Diálogo com a poesia "Viver é correr riscos" de Sêneca
Diálogo com a poesia “Viver é correr riscos” de Sêneca
Tenho pra mim, Sêneca, rir pode parecer tolo
No entanto, descobri tarde que deveria ter rido muito mais cedo
Deveria ter deixado pensarem era tolo
Tinha a ilusão pensariam era sábio também por não rir tanto
Quem sabe se tivesse rido mais não teria tido infarto
E precisado remendar o coração.
De fato, de igual forma, chorei pouco, nunca fui de chorar
E não foi por e nem para parecer sentimental
Foi por ser daqueles que choram para dentro sem verter lágrimas
Pelo rosto sofrido de adolescente, jovem e adulto
Estendi muitas vezes a mão, estoico, me envolvi muito
E, por vezes, sinto não ter estendido mais
Mas, veja bem, talvez não tenha podido ajudar tanto
Por não poucas vezes precisei de ajuda e de mãos estendidas,
Continuo necessitando delas.
Sim, filósofo, tentei muito e em muitas ocasiões esconder meus sentimentos
O meu verdadeiro eu não deveria ser mostrado nunca
Principalmente em relação ao amor e desejo por homens
Como poderia viver em uma pequena cidade do semiárido da Bahia
A partir do final dos anos setenta, nos anos oitenta e noventa do século vinte
Ser batista, protestante, cristão e ainda amar homens por paixão erótica?
E nem só isso, tive que esconder tantos outros sentimentos!
Não, romano, não poderia expor meus sentimentos nem mostrar meu verdadeiro eu.
Foi difícil, quase impossível mesmo, advogado, defender meus sonhos e ideias,
Muito menos diante da multidão, da multidão de sertanejos, de cristãos.
Não, não correria o risco de perder pessoas.
Correria o risco de me perder a mim mesmo.
De perder a minha vida, pois sim.
Sabe quantos da minha comunidade são mortos na Bahia e no Brasil?
Imagine nas últimas décadas do século XX!
Perder a vida significava mais, perder tudo, antes mesmo de ser morto.
Sim, escritor, amei muito, fui correspondido algumas vezes e algumas vezes não fui.
E vivo correndo mais sério risco de morrer desde a pré-adolescência
Já fui desenganado por médicos algumas vezes e cá estou ainda.
Pois não é, dramaturgo, confiei em muitas pessoas e em muitas ocasiões me decepcionei.
De tentar e fracassar ainda experiencio nesse exato momento esse amargo destino.

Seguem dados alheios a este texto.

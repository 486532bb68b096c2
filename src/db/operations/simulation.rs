use chrono::{DateTime, Utc};
use serde::Serialize;
use sqlx::types::Json;
use sqlx::{QueryBuilder, Sqlite};

use crate::db::DatabaseProxy;

#[derive(Debug, Clone, Serialize, sqlx::FromRow)]
#[serde(rename_all = "camelCase")]
pub struct SimulationResultRecord {
    pub id: i64,
    pub user_id: i64,
    pub module_id: Option<i64>,
    pub simulation_type: String,
    pub scenario_id: i64,
    pub chosen_option: String,
    pub correct: bool,
    pub score: i64,
    pub completed: bool,
    pub time_taken: Option<i64>,
    pub decisions_made: Option<Json<serde_json::Value>>,
    pub created_at: DateTime<Utc>,
}

#[derive(Debug, Clone)]
pub struct NewSimulationResult {
    pub user_id: i64,
    pub module_id: Option<i64>,
    pub simulation_type: String,
    pub scenario_id: i64,
    pub chosen_option: String,
    pub correct: bool,
    pub score: i64,
    pub completed: bool,
    pub time_taken: Option<i64>,
    pub decisions_made: serde_json::Value,
}

#[derive(Debug, Clone, Default, Serialize, sqlx::FromRow)]
#[serde(rename_all = "camelCase")]
pub struct SimulationStats {
    pub total_attempts: i64,
    pub completed_attempts: i64,
    pub correct_attempts: i64,
    pub average_score: Option<f64>,
    pub best_score: Option<i64>,
    pub participants: i64,
}

impl SimulationStats {
    pub fn completion_rate(&self) -> f64 {
        if self.total_attempts == 0 {
            0.0
        } else {
            self.completed_attempts as f64 / self.total_attempts as f64 * 100.0
        }
    }
}

const RESULT_COLUMNS: &str = r#"
    "id", "user_id", "module_id", "simulation_type", "scenario_id", "chosen_option",
    "correct", "score", "completed", "time_taken", "decisions_made", "created_at"
"#;

pub async fn insert_result(
    proxy: &DatabaseProxy,
    result: &NewSimulationResult,
) -> Result<i64, sqlx::Error> {
    let inserted = sqlx::query(
        r#"
        INSERT INTO "simulation_results" (
            "user_id", "module_id", "simulation_type", "scenario_id", "chosen_option",
            "correct", "score", "completed", "time_taken", "decisions_made", "created_at"
        ) VALUES (?, ?, ?, ?, ?, ?, ?, ?, ?, ?, ?)
        "#,
    )
    .bind(result.user_id)
    .bind(result.module_id)
    .bind(&result.simulation_type)
    .bind(result.scenario_id)
    .bind(&result.chosen_option)
    .bind(result.correct)
    .bind(result.score)
    .bind(result.completed)
    .bind(result.time_taken)
    .bind(Json(&result.decisions_made))
    .bind(Utc::now())
    .execute(proxy.pool())
    .await?;
    Ok(inserted.last_insert_rowid())
}

pub async fn results_for_user(
    proxy: &DatabaseProxy,
    user_id: i64,
    simulation_type: Option<&str>,
    module_id: Option<i64>,
) -> Result<Vec<SimulationResultRecord>, sqlx::Error> {
    let mut builder: QueryBuilder<Sqlite> = QueryBuilder::new(format!(
        r#"SELECT {RESULT_COLUMNS} FROM "simulation_results" WHERE "user_id" = "#
    ));
    builder.push_bind(user_id);
    if let Some(kind) = simulation_type {
        builder
            .push(r#" AND "simulation_type" = "#)
            .push_bind(kind.to_string());
    }
    if let Some(module_id) = module_id {
        builder.push(r#" AND "module_id" = "#).push_bind(module_id);
    }
    builder.push(r#" ORDER BY "created_at" DESC, "id" DESC"#);
    builder
        .build_query_as::<SimulationResultRecord>()
        .fetch_all(proxy.pool())
        .await
}

pub async fn has_completed_for_module(
    proxy: &DatabaseProxy,
    user_id: i64,
    module_id: i64,
) -> Result<bool, sqlx::Error> {
    let count: i64 = sqlx::query_scalar(
        r#"
        SELECT COUNT(*) FROM "simulation_results"
        WHERE "user_id" = ? AND "module_id" = ? AND "completed" = 1
        "#,
    )
    .bind(user_id)
    .bind(module_id)
    .fetch_one(proxy.pool())
    .await?;
    Ok(count > 0)
}

pub async fn count_completed(proxy: &DatabaseProxy, user_id: i64) -> Result<i64, sqlx::Error> {
    sqlx::query_scalar(
        r#"SELECT COUNT(*) FROM "simulation_results" WHERE "user_id" = ? AND "completed" = 1"#,
    )
    .bind(user_id)
    .fetch_one(proxy.pool())
    .await
}

pub async fn stats(
    proxy: &DatabaseProxy,
    simulation_type: Option<&str>,
    user_id: Option<i64>,
) -> Result<SimulationStats, sqlx::Error> {
    let mut builder: QueryBuilder<Sqlite> = QueryBuilder::new(
        r#"
        SELECT
            COUNT(*) AS "total_attempts",
            COALESCE(SUM(CASE WHEN "completed" = 1 THEN 1 ELSE 0 END), 0) AS "completed_attempts",
            COALESCE(SUM(CASE WHEN "correct" = 1 THEN 1 ELSE 0 END), 0) AS "correct_attempts",
            AVG("score") AS "average_score",
            MAX("score") AS "best_score",
            COUNT(DISTINCT "user_id") AS "participants"
        FROM "simulation_results"
        WHERE 1 = 1
        "#,
    );
    if let Some(kind) = simulation_type {
        builder
            .push(r#" AND "simulation_type" = "#)
            .push_bind(kind.to_string());
    }
    if let Some(user_id) = user_id {
        builder.push(r#" AND "user_id" = "#).push_bind(user_id);
    }
    builder
        .build_query_as::<SimulationStats>()
        .fetch_one(proxy.pool())
        .await
}

pub async fn recent_for_user(
    proxy: &DatabaseProxy,
    user_id: i64,
    since: DateTime<Utc>,
    limit: i64,
) -> Result<Vec<SimulationResultRecord>, sqlx::Error> {
    sqlx::query_as::<_, SimulationResultRecord>(&format!(
        r#"
        SELECT {RESULT_COLUMNS} FROM "simulation_results"
        WHERE "user_id" = ? AND "created_at" >= ?
        ORDER BY "created_at" DESC, "id" DESC
        LIMIT ?
        "#
    ))
    .bind(user_id)
    .bind(since)
    .bind(limit)
    .fetch_all(proxy.pool())
    .await
}
mod admin;
mod auth;
mod completion;
mod health;
mod history;
mod modules;
mod profile;
mod progress;
mod simulations;

use axum::async_trait;
use axum::extract::{FromRequest, Request};
use axum::http::header::CONTENT_TYPE;
use axum::middleware;
use axum::response::IntoResponse;
use axum::routing::get;
use axum::{Form, Json, Router};
use serde::de::DeserializeOwned;
use serde::Serialize;

use crate::middleware::auth::{require_admin, require_auth};
use crate::middleware::rate_limit::auth_rate_limit;
use crate::middleware::security_headers;
use crate::response::{ok, AppError};
use crate::state::AppState;

pub fn router(state: AppState) -> Router {
    let learner = Router::new()
        .route("/api/dashboard", get(progress::dashboard))
        .nest("/api/modules", modules::router())
        .nest("/api/final-assessment", completion::final_assessment_router())
        .nest("/api/survey", completion::survey_router())
        .route("/api/certificate", get(completion::certificate))
        .nest("/api/simulations", simulations::router())
        .nest("/api/profile", profile::router())
        .nest("/api/progress", progress::router())
        .nest("/api/history", history::router());

    let admin = Router::new().nest(
        "/api/admin",
        admin::router().layer(middleware::from_fn(require_admin)),
    );

    let protected = learner
        .merge(admin)
        .layer(middleware::from_fn_with_state(state.clone(), require_auth));

    Router::new()
        .route("/", get(root))
        .nest(
            "/api/auth",
            auth::router(state.clone()).layer(middleware::from_fn(auth_rate_limit)),
        )
        .merge(protected)
        .nest("/health", health::router())
        .fallback(fallback_handler)
        .layer(middleware::from_fn(security_headers))
        .with_state(state)
}

#[derive(Serialize)]
#[serde(rename_all = "camelCase")]
struct Banner {
    service: &'static str,
    version: &'static str,
    status: &'static str,
}

async fn root() -> impl IntoResponse {
    ok(Banner {
        service: "awareness-backend",
        version: env!("CARGO_PKG_VERSION"),
        status: "running",
    })
}

async fn fallback_handler() -> AppError {
    AppError::not_found("Endpoint not found")
}

/// Request body accepted as JSON or as an urlencoded form. Rejections use the
/// regular error envelope.
pub struct JsonOrForm<T>(pub T);

#[async_trait]
impl<S, T> FromRequest<S> for JsonOrForm<T>
where
    S: Send + Sync,
    T: DeserializeOwned,
{
    type Rejection = AppError;

    async fn from_request(req: Request, state: &S) -> Result<Self, Self::Rejection> {
        let is_form = req
            .headers()
            .get(CONTENT_TYPE)
            .and_then(|value| value.to_str().ok())
            .is_some_and(|value| value.starts_with("application/x-www-form-urlencoded"));

        if is_form {
            Form::<T>::from_request(req, state)
                .await
                .map(|Form(value)| Self(value))
                .map_err(|rejection| AppError::validation(rejection.body_text()))
        } else {
            Json::<T>::from_request(req, state)
                .await
                .map(|Json(value)| Self(value))
                .map_err(|rejection| AppError::validation(rejection.body_text()))
        }
    }
}
pub const MODULE_4: &[QuestionSeed] = &[
    QuestionSeed {
        text: "What is the minimum recommended password length?",
        options: [
            "8 characters",
            "12 characters",
            "6 characters",
            "16 characters",
        ],
        correct: 'b',
        explanation: "The minimum recommended password length is 12 characters for better security.",
        set: 1,
    },
    QuestionSeed {
        text: "What is multi-factor authentication (MFA)?",
        options: [
            "Using multiple passwords",
            "Adding an extra layer of security beyond passwords",
            "Using only biometric authentication",
            "Sharing passwords with others",
        ],
        correct: 'b',
        explanation: "MFA adds an extra layer of security by requiring multiple forms of verification.",
        set: 1,
    },
    QuestionSeed {
        text: "Which of the following is a strong password?",
        options: [
            "password123",
            "MyDogSpot2023!",
            "123456789",
            "qwerty",
        ],
        correct: 'b',
        explanation: "MyDogSpot2023! is strong because it has length, complexity, and includes symbols.",
        set: 1,
    },
    QuestionSeed {
        text: "What should you do with passwords?",
        options: [
            "Share them with trusted friends",
            "Use the same password for all accounts",
            "Use different passwords for each account",
            "Write them on sticky notes",
        ],
        correct: 'c',
        explanation: "You should use different passwords for each account to minimize risk.",
        set: 1,
    },
    QuestionSeed {
        text: "What is a password manager?",
        options: [
            "A person who remembers your passwords",
            "Software that securely stores and generates passwords",
            "A notebook for writing passwords",
            "A website that shares passwords",
        ],
        correct: 'b',
        explanation: "A password manager is software that securely stores and generates passwords.",
        set: 1,
    },
    QuestionSeed {
        text: "Which of the following is NOT a type of MFA?",
        options: [
            "SMS text messages",
            "Authenticator apps",
            "Using the same password twice",
            "Biometric authentication",
        ],
        correct: 'c',
        explanation: "Using the same password twice is not a form of multi-factor authentication.",
        set: 2,
    },
    QuestionSeed {
        text: "What is shoulder surfing?",
        options: [
            "A type of password manager",
            "Watching someone type their password",
            "A security feature",
            "A type of malware",
        ],
        correct: 'b',
        explanation: "Shoulder surfing is watching someone type their password to steal it.",
        set: 2,
    },
    QuestionSeed {
        text: "How often should you change your passwords?",
        options: [
            "Never",
            "Only when forced",
            "Periodically and when compromised",
            "Every day",
        ],
        correct: 'c',
        explanation: "You should change passwords periodically and immediately when compromised.",
        set: 2,
    },
    QuestionSeed {
        text: "What is a keylogger?",
        options: [
            "A type of password manager",
            "Malware that records keystrokes",
            "A security feature",
            "A type of MFA",
        ],
        correct: 'b',
        explanation: "A keylogger is malware that records keystrokes to steal passwords.",
        set: 2,
    },
    QuestionSeed {
        text: "What should you avoid in passwords?",
        options: [
            "Uppercase letters",
            "Personal information like names and birthdays",
            "Numbers",
            "Symbols",
        ],
        correct: 'b',
        explanation: "You should avoid personal information like names and birthdays in passwords.",
        set: 2,
    },
    QuestionSeed {
        text: "What are the three factors of authentication?",
        options: [
            "Something you know, have, and are",
            "Something you see, hear, and touch",
            "Something you want, need, and like",
            "Something you buy, sell, and trade",
        ],
        correct: 'a',
        explanation: "The three factors are something you know (password), have (phone), and are (fingerprint).",
        set: 3,
    },
    QuestionSeed {
        text: "What is the best way to store passwords?",
        options: [
            "On sticky notes",
            "In a password manager",
            "In a text file on your computer",
            "Sharing them with friends",
        ],
        correct: 'b',
        explanation: "A password manager is the best way to securely store passwords.",
        set: 3,
    },
    QuestionSeed {
        text: "What should you do if your password is compromised?",
        options: [
            "Ignore it",
            "Change it immediately",
            "Share it with others",
            "Write it down",
        ],
        correct: 'b',
        explanation: "You should change compromised passwords immediately.",
        set: 3,
    },
    QuestionSeed {
        text: "What is biometric authentication?",
        options: [
            "Using passwords",
            "Using physical characteristics like fingerprints",
            "Using SMS codes",
            "Using email verification",
        ],
        correct: 'b',
        explanation: "Biometric authentication uses physical characteristics like fingerprints or face recognition.",
        set: 3,
    },
    QuestionSeed {
        text: "Why is MFA important?",
        options: [
            "It makes logging in faster",
            "It adds an extra layer of security",
            "It reduces password complexity",
            "It allows password sharing",
        ],
        correct: 'b',
        explanation: "MFA is important because it adds an extra layer of security beyond just passwords.",
        set: 3,
    },
];

pub const MODULE_5: &[QuestionSeed] = &[
    QuestionSeed {
        text: "What is a common social media security risk?",
        options: [
            "Using strong passwords",
            "Oversharing personal information",
            "Enabling two-factor authentication",
            "Using privacy settings",
        ],
        correct: 'b',
        explanation: "Oversharing personal information is a common social media security risk.",
        set: 1,
    },
    QuestionSeed {
        text: "What should you do with friend requests from people you don't know?",
        options: [
            "Accept them immediately",
            "Ignore or decline them",
            "Share your personal information",
            "Send them money",
        ],
        correct: 'b',
        explanation: "You should ignore or decline friend requests from people you don't know.",
        set: 1,
    },
    QuestionSeed {
        text: "How often should you review your privacy settings?",
        options: [
            "Never",
            "Monthly",
            "Once a year",
            "Only when forced",
        ],
        correct: 'b',
        explanation: "You should review your privacy settings monthly to ensure they're still appropriate.",
        set: 1,
    },
    QuestionSeed {
        text: "What is location sharing?",
        options: [
            "A security feature",
            "Revealing your whereabouts and routines",
            "A type of password",
            "A social media app",
        ],
        correct: 'b',
        explanation: "Location sharing reveals your whereabouts and routines, which can be a security risk.",
        set: 1,
    },
    QuestionSeed {
        text: "What should you do with suspicious links on social media?",
        options: [
            "Click them immediately",
            "Share them with friends",
            "Don't click them",
            "Reply to the sender",
        ],
        correct: 'c',
        explanation: "You should not click suspicious links on social media.",
        set: 1,
    },
    QuestionSeed {
        text: "What is a fake profile?",
        options: [
            "A legitimate business account",
            "An account created by attackers to gather information",
            "A verified account",
            "A private account",
        ],
        correct: 'b',
        explanation: "A fake profile is an account created by attackers to gather information.",
        set: 2,
    },
    QuestionSeed {
        text: "What should you do if you receive an urgent request for help on social media?",
        options: [
            "Send money immediately",
            "Verify the request through other means",
            "Share your personal information",
            "Ignore it completely",
        ],
        correct: 'b',
        explanation: "You should verify urgent requests for help through other means before responding.",
        set: 2,
    },
    QuestionSeed {
        text: "What is a romance scam?",
        options: [
            "A legitimate dating service",
            "Building fake relationships to exploit victims",
            "A type of privacy setting",
            "A security feature",
        ],
        correct: 'b',
        explanation: "A romance scam involves building fake relationships to exploit victims.",
        set: 2,
    },
    QuestionSeed {
        text: "What should you do with too-good-to-be-true offers on social media?",
        options: [
            "Accept them immediately",
            "Be skeptical and investigate",
            "Share them with everyone",
            "Send personal information",
        ],
        correct: 'b',
        explanation: "You should be skeptical and investigate too-good-to-be-true offers.",
        set: 2,
    },
    QuestionSeed {
        text: "What is the best practice for social media passwords?",
        options: [
            "Use the same password for all platforms",
            "Use different passwords for each platform",
            "Share passwords with friends",
            "Never change passwords",
        ],
        correct: 'b',
        explanation: "You should use different passwords for each social media platform.",
        set: 2,
    },
    QuestionSeed {
        text: "What should you do if you're targeted by a social media scam?",
        options: [
            "Respond to the scammer",
            "Block and report the account",
            "Share your personal information",
            "Send money to resolve it",
        ],
        correct: 'b',
        explanation: "You should block and report the account if you're targeted by a social media scam.",
        set: 3,
    },
    QuestionSeed {
        text: "What information do attackers typically collect from social media?",
        options: [
            "Only public posts",
            "Personal details, work information, family details, and more",
            "Only profile pictures",
            "Only usernames",
        ],
        correct: 'b',
        explanation: "Attackers collect personal details, work information, family details, and much more.",
        set: 3,
    },
    QuestionSeed {
        text: "What is a job scam on social media?",
        options: [
            "A legitimate job posting",
            "Fake job offers to collect information",
            "A type of privacy setting",
            "A security feature",
        ],
        correct: 'b',
        explanation: "A job scam involves fake job offers designed to collect personal information.",
        set: 3,
    },
    QuestionSeed {
        text: "What should you do when using social media on shared devices?",
        options: [
            "Stay logged in",
            "Log out when done",
            "Share your password",
            "Ignore security warnings",
        ],
        correct: 'b',
        explanation: "You should log out when done using social media on shared devices.",
        set: 3,
    },
    QuestionSeed {
        text: "What is the \"think before posting\" rule?",
        options: [
            "Post everything immediately",
            "Consider what information you're sharing before posting",
            "Ignore privacy concerns",
            "Share everything with everyone",
        ],
        correct: 'b',
        explanation: "The \"think before posting\" rule means considering what information you're sharing before posting.",
        set: 3,
    },
];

Pois sim, senhor rico, corri todos os riscos possíveis de correr
E não estou certo o maior perigo ser não arriscar nada
Penso se em algum momento eu talvez não tivesse arriscado tudo
Quem sabe teria assegurado alguma coisa para minha pobre vida.
Mas, sem nem ao menos ter lido seu conselho, arrisquei tudo
E posso dizer como o outro poeta: Confesso que vivi.
Então, diferente das pessoas que não correram nenhum risco,
Fiz muita coisa, no entanto, não tenho nada e não sou nada
Nesse mundo capitalista que você nem sabia que ocorreria.
Porque aqui, estadista, só é alguma coisa quem tem dinheiro.
Sim, conselheiro, sei que enfrentou pessoas difíceis
Os infortúnios, o exílio, as doenças e a pena de morte.
Seu conselho não é sem ter experimentado na pele,
Por isso é considerável. Meus respeitos!
Não consegui, Sêneca, evitar sofrimentos e desilusões
E também não conheço quem os tenha conseguido
Não sei se alcancei alguma coisa, porém senti muito
Muito amor, muito medo, muita vontade de me expressar,
Não sei se mudei alguma coisa, porém, me esforcei para mudar
Não sei se cresci, não sei mesmo, no entanto sei que amei e vivi.
Tenho dúvidas se sou livre, se não sou acorrentado por minhas atitudes
No entanto, pode ter certeza, nunca quis ser escravo de nada
Não sei, estoico, se nesse modo de vida capitalista que vivemos
Quem corre riscos é tão livre assim
Também não sei se alguém possa ser livre.
Só tenho a agradecer, filósofo,
Por essa poesia de consolação soube tão bem escrever
Lendo e dialogando sobre ela fiquei um pouco consolado das minhas dores.